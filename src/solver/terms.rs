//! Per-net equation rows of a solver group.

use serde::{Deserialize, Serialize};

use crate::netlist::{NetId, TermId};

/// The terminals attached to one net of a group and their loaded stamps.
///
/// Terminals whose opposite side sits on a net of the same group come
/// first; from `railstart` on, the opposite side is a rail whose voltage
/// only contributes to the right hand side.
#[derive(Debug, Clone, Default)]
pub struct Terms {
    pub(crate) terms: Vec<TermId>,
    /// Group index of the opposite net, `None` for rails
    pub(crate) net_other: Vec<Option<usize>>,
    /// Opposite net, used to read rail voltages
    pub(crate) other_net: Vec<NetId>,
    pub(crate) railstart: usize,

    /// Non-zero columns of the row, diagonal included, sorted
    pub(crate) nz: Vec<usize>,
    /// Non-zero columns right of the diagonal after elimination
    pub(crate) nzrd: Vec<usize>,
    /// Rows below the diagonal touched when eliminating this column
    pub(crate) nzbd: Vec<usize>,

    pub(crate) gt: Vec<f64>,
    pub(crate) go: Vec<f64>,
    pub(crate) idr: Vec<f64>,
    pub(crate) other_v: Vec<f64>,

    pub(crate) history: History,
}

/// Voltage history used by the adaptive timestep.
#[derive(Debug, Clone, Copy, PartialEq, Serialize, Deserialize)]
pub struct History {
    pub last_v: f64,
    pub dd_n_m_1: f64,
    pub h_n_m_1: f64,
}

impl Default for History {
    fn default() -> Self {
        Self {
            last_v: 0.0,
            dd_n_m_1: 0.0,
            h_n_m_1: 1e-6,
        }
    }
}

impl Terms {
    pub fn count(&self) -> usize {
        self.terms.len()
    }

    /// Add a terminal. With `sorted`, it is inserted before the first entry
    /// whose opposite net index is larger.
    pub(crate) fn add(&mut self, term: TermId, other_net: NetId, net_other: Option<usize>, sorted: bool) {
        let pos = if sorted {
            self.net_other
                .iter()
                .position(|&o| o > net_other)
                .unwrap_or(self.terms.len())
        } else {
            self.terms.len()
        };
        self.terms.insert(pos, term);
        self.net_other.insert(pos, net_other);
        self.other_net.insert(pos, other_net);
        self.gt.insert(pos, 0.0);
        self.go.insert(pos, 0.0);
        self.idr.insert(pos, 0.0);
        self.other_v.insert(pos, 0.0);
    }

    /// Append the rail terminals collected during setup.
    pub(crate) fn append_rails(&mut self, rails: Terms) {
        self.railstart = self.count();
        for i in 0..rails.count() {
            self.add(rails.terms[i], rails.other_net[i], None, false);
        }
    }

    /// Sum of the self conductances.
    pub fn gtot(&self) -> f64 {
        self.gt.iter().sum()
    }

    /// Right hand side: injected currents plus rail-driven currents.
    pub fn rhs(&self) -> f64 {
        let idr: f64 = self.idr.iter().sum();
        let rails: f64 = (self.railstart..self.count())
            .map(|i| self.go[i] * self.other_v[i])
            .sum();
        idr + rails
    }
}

_ _ _ _ _

### Exercise prompt
Please make an exact copy of the lines from the one holding "pub fn gtot(&self)" through the final line of the records above, nothing more.

### Exercise answer
    pub fn gtot(&self) -> f64 {
        self.gt.iter().sum()
    }

    /// Right hand side: injected currents plus rail-driven currents.
    pub fn rhs(&self) -> f64 {
        let idr: f64 = self.idr.iter().sum();
        let rails: f64 = (self.railstart..self.count())
            .map(|i| self.go[i] * self.other_v[i])
            .sum();
        idr + rails
    }
}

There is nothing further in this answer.